Stored items
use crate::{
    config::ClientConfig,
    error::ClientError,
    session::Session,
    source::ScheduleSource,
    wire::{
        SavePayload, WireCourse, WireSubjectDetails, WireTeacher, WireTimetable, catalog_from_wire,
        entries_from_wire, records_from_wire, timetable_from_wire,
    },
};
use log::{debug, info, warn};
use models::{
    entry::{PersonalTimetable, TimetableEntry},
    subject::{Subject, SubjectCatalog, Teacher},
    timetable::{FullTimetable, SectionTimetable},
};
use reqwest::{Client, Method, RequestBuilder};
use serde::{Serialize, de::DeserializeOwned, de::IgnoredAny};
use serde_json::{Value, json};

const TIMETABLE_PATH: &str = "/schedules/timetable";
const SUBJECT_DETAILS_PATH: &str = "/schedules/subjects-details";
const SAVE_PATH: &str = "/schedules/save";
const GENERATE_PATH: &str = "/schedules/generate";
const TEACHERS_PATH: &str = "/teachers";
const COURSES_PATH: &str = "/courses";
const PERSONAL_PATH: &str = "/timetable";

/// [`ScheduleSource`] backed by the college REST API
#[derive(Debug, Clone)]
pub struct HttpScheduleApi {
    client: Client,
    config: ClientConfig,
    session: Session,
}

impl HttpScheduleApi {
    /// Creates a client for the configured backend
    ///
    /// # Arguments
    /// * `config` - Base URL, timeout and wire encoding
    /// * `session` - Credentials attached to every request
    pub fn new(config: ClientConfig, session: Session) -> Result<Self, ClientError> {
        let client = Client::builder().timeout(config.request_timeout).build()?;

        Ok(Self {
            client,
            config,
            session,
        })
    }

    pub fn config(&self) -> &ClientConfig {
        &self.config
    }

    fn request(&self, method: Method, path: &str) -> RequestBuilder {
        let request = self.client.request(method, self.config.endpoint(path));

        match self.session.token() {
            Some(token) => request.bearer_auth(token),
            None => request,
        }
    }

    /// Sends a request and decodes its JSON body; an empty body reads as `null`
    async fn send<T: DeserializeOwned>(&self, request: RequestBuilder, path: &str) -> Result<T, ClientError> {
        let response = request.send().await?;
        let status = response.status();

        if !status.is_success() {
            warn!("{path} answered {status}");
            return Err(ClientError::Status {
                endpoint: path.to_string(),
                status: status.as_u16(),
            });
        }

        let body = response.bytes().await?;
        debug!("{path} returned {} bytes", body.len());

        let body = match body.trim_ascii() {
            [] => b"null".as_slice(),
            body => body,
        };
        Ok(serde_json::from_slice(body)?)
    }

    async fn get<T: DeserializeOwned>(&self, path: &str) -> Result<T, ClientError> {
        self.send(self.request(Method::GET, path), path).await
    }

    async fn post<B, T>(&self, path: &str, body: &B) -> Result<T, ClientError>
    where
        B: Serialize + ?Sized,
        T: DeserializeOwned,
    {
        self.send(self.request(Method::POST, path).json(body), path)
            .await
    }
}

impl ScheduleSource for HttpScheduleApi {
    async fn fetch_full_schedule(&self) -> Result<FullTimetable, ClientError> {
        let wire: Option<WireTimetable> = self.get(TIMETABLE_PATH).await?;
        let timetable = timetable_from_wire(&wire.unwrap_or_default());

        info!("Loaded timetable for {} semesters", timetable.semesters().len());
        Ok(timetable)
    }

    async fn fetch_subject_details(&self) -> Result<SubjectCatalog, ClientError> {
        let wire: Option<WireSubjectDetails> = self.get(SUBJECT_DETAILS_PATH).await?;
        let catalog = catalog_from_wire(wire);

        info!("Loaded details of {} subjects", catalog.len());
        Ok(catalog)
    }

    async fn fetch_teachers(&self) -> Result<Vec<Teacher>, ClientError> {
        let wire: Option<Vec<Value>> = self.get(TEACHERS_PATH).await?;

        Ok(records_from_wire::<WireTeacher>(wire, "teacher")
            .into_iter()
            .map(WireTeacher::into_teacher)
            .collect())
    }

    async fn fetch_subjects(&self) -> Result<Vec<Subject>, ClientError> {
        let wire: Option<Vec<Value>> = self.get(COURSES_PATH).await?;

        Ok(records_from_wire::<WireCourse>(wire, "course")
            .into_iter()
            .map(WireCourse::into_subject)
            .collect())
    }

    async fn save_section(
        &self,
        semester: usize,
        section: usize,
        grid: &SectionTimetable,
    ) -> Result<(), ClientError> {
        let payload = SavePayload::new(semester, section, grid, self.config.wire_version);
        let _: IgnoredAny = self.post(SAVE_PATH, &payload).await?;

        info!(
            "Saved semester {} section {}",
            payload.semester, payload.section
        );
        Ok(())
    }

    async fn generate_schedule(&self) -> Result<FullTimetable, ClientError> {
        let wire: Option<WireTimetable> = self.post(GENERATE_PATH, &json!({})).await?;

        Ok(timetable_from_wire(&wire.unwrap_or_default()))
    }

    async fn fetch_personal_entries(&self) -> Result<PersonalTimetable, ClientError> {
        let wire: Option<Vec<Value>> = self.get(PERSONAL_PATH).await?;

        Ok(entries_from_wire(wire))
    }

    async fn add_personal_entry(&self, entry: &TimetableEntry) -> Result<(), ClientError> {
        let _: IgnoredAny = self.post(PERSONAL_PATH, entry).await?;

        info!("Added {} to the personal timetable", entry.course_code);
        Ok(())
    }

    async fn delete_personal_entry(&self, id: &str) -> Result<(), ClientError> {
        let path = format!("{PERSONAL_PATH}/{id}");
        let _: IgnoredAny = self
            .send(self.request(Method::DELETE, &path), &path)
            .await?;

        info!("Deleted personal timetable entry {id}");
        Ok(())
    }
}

- **Problem description**: Give back every line above, unchanged.

- **Output for this exercise**:
use crate::{
    config::ClientConfig,
    error::ClientError,
    session::Session,
    source::ScheduleSource,
    wire::{
        SavePayload, WireCourse, WireSubjectDetails, WireTeacher, WireTimetable, catalog_from_wire,
        entries_from_wire, records_from_wire, timetable_from_wire,
    },
};
use log::{debug, info, warn};
use models::{
    entry::{PersonalTimetable, TimetableEntry},
    subject::{Subject, SubjectCatalog, Teacher},
    timetable::{FullTimetable, SectionTimetable},
};
use reqwest::{Client, Method, RequestBuilder};
use serde::{Serialize, de::DeserializeOwned, de::IgnoredAny};
use serde_json::{Value, json};

const TIMETABLE_PATH: &str = "/schedules/timetable";
const SUBJECT_DETAILS_PATH: &str = "/schedules/subjects-details";
const SAVE_PATH: &str = "/schedules/save";
const GENERATE_PATH: &str = "/schedules/generate";
const TEACHERS_PATH: &str = "/teachers";
const COURSES_PATH: &str = "/courses";
const PERSONAL_PATH: &str = "/timetable";

/// [`ScheduleSource`] backed by the college REST API
#[derive(Debug, Clone)]
pub struct HttpScheduleApi {
    client: Client,
    config: ClientConfig,
    session: Session,
}

impl HttpScheduleApi {
    /// Creates a client for the configured backend
    ///
    /// # Arguments
    /// * `config` - Base URL, timeout and wire encoding
    /// * `session` - Credentials attached to every request
    pub fn new(config: ClientConfig, session: Session) -> Result<Self, ClientError> {
        let client = Client::builder().timeout(config.request_timeout).build()?;

        Ok(Self {
            client,
            config,
            session,
        })
    }

    pub fn config(&self) -> &ClientConfig {
        &self.config
    }

    fn request(&self, method: Method, path: &str) -> RequestBuilder {
        let request = self.client.request(method, self.config.endpoint(path));

        match self.session.token() {
            Some(token) => request.bearer_auth(token),
            None => request,
        }
    }

    /// Sends a request and decodes its JSON body; an empty body reads as `null`
    async fn send<T: DeserializeOwned>(&self, request: RequestBuilder, path: &str) -> Result<T, ClientError> {
        let response = request.send().await?;
        let status = response.status();

        if !status.is_success() {
            warn!("{path} answered {status}");
            return Err(ClientError::Status {
                endpoint: path.to_string(),
                status: status.as_u16(),
            });
        }

        let body = response.bytes().await?;
        debug!("{path} returned {} bytes", body.len());

        let body = match body.trim_ascii() {
            [] => b"null".as_slice(),
            body => body,
        };
        Ok(serde_json::from_slice(body)?)
    }

    async fn get<T: DeserializeOwned>(&self, path: &str) -> Result<T, ClientError> {
        self.send(self.request(Method::GET, path), path).await
    }

    async fn post<B, T>(&self, path: &str, body: &B) -> Result<T, ClientError>
    where
        B: Serialize + ?Sized,
        T: DeserializeOwned,
    {
        self.send(self.request(Method::POST, path).json(body), path)
            .await
    }
}

impl ScheduleSource for HttpScheduleApi {
    async fn fetch_full_schedule(&self) -> Result<FullTimetable, ClientError> {
        let wire: Option<WireTimetable> = self.get(TIMETABLE_PATH).await?;
        let timetable = timetable_from_wire(&wire.unwrap_or_default());

        info!("Loaded timetable for {} semesters", timetable.semesters().len());
        Ok(timetable)
    }

    async fn fetch_subject_details(&self) -> Result<SubjectCatalog, ClientError> {
        let wire: Option<WireSubjectDetails> = self.get(SUBJECT_DETAILS_PATH).await?;
        let catalog = catalog_from_wire(wire);

        info!("Loaded details of {} subjects", catalog.len());
        Ok(catalog)
    }

    async fn fetch_teachers(&self) -> Result<Vec<Teacher>, ClientError> {
        let wire: Option<Vec<Value>> = self.get(TEACHERS_PATH).await?;

        Ok(records_from_wire::<WireTeacher>(wire, "teacher")
            .into_iter()
            .map(WireTeacher::into_teacher)
            .collect())
    }

    async fn fetch_subjects(&self) -> Result<Vec<Subject>, ClientError> {
        let wire: Option<Vec<Value>> = self.get(COURSES_PATH).await?;

        Ok(records_from_wire::<WireCourse>(wire, "course")
            .into_iter()
            .map(WireCourse::into_subject)
            .collect())
    }

    async fn save_section(
        &self,
        semester: usize,
        section: usize,
        grid: &SectionTimetable,
    ) -> Result<(), ClientError> {
        let payload = SavePayload::new(semester, section, grid, self.config.wire_version);
        let _: IgnoredAny = self.post(SAVE_PATH, &payload).await?;

        info!(
            "Saved semester {} section {}",
            payload.semester, payload.section
        );
        Ok(())
    }

    async fn generate_schedule(&self) -> Result<FullTimetable, ClientError> {
        let wire: Option<WireTimetable> = self.post(GENERATE_PATH, &json!({})).await?;

        Ok(timetable_from_wire(&wire.unwrap_or_default()))
    }

    async fn fetch_personal_entries(&self) -> Result<PersonalTimetable, ClientError> {
        let wire: Option<Vec<Value>> = self.get(PERSONAL_PATH).await?;

        Ok(entries_from_wire(wire))
    }

    async fn add_personal_entry(&self, entry: &TimetableEntry) -> Result<(), ClientError> {
        let _: IgnoredAny = self.post(PERSONAL_PATH, entry).await?;

        info!("Added {} to the personal timetable", entry.course_code);
        Ok(())
    }

    async fn delete_personal_entry(&self, id: &str) -> Result<(), ClientError> {
        let path = format!("{PERSONAL_PATH}/{id}");
        let _: IgnoredAny = self
            .send(self.request(Method::DELETE, &path), &path)
            .await?;

        info!("Deleted personal timetable entry {id}");
        Ok(())
    }
}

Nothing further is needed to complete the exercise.